In May 1943, Fingal was under charter to the Australian Government. She was sailing from Sydney to Darwin shipping cargo and ammunition escorted by , crewed by 31 men, mainly Scandinavian, apart from six Australians including two Royal Australian Navy gunners.

At about 1:35pm off Nambucca Heads, New South Wales on 5 May 1943, two torpedoes fired from the Japanese submarine I-180 struck the side of her hull. Fingal sank within a minute and Patterson dropped depth charges and immediately left the area.

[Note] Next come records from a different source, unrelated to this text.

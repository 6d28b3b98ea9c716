//! Configuration type definitions and defaults

use serde::{Deserialize, Serialize};

use crate::error::ConfigError;
use crate::terminal::{TerminalOptions, DEFAULT_HISTORY_LIMIT};

/// Main configuration structure
#[derive(Debug, Clone, Default, PartialEq, Eq, Serialize, Deserialize)]
pub struct Config {
    #[serde(default)]
    pub terminal: TerminalConfig,
    #[serde(default)]
    pub player: PlayerConfig,
}

/// Size and scrollback of every terminal the crate creates
#[derive(Debug, Clone, PartialEq, Eq, Serialize, Deserialize)]
pub struct TerminalConfig {
    #[serde(default = "default_cols")]
    pub cols: usize,
    #[serde(default = "default_rows")]
    pub rows: usize,
    /// Keep lines scrolled off the primary screen
    #[serde(default = "default_history")]
    pub history: bool,
    /// Physical rows of scrollback retained
    #[serde(default = "default_history_limit")]
    pub history_limit: usize,
}

pub fn default_cols() -> usize {
    80
}

pub fn default_rows() -> usize {
    24
}

pub fn default_history() -> bool {
    true
}

pub fn default_history_limit() -> usize {
    DEFAULT_HISTORY_LIMIT
}

impl Default for TerminalConfig {
    fn default() -> Self {
        Self {
            cols: default_cols(),
            rows: default_rows(),
            history: default_history(),
            history_limit: default_history_limit(),
        }
    }
}

impl TerminalConfig {
    pub fn validate(&self) -> Result<(), ConfigError> {
        if self.cols == 0 || self.rows == 0 {
            return Err(ConfigError::InvalidSize {
                cols: self.cols,
                rows: self.rows,
            });
        }
        Ok(())
    }

    pub fn options(&self) -> TerminalOptions {
        let options = TerminalOptions::new(self.cols, self.rows);
        if self.history {
            options.history_limit(self.history_limit)
        } else {
            options.without_history()
        }
    }
}

/// Player behaviour
#[derive(Debug, Clone, PartialEq, Eq, Serialize, Deserialize)]
pub struct PlayerConfig {
    /// Hook names registered on every terminal the player builds
    #[serde(default = "default_hooks")]
    pub hooks: Vec<String>,
}

pub fn default_hooks() -> Vec<String> {
    vec!["cy".to_string()]
}

impl Default for PlayerConfig {
    fn default() -> Self {
        Self {
            hooks: default_hooks(),
        }
    }
}

impl PlayerConfig {
    /// Hook names end up as the final byte and data of a DCS sequence, so
    /// they must start with a letter and stay within printable ASCII.
    pub fn validate(&self) -> Result<(), ConfigError> {
        for name in &self.hooks {
            let mut chars = name.chars();
            match chars.next() {
                None => return Err(ConfigError::EmptyHookName),
                Some(first) if !first.is_ascii_alphabetic() => {
                    return Err(ConfigError::InvalidHookName(name.clone()));
                }
                Some(_) => {}
            }
            if !chars.all(|c| c.is_ascii_graphic()) {
                return Err(ConfigError::InvalidHookName(name.clone()));
            }
        }
        Ok(())
    }
}

impl Config {
    pub fn validate(&self) -> Result<(), ConfigError> {
        self.terminal.validate()?;
        self.player.validate()
    }

    pub fn terminal_options(&self) -> TerminalOptions {
        self.terminal.options()
    }
}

Survivors from the sinking ship clung to debris. A RAAF Avro Anson DG696 from No. 71 Squadron, crewed by Sergeant Geoffery Gillmore (pilot), Flying Officer Max Sharrad (Navigator) and Sergeant J "Poppa" Hall (WAG), operating out of Coffs Harbour was escorting her at the time, flying about 10 mi ahead of the ship. DG696 saw two torpedoes converging on the ship and flew along the tracks but saw no sign of the submarine and made no attack. Another aircraft, DG 825, was despatched from Coffs Harbour on a Rescue and Search mission. Crew included P/O McKernan and F/L AB (Barrie) Blackstone (navigator). They located the survivors and advised Patterson which returned to pick up the survivors, who had spent four hours in the sea. 19 of the crew survived. Patterson dropped off the survivors at Newcastle at 9:00am on 6 May 1943.

Twelve men were killed in the sinking, including the captain, chief officer and all the engineers.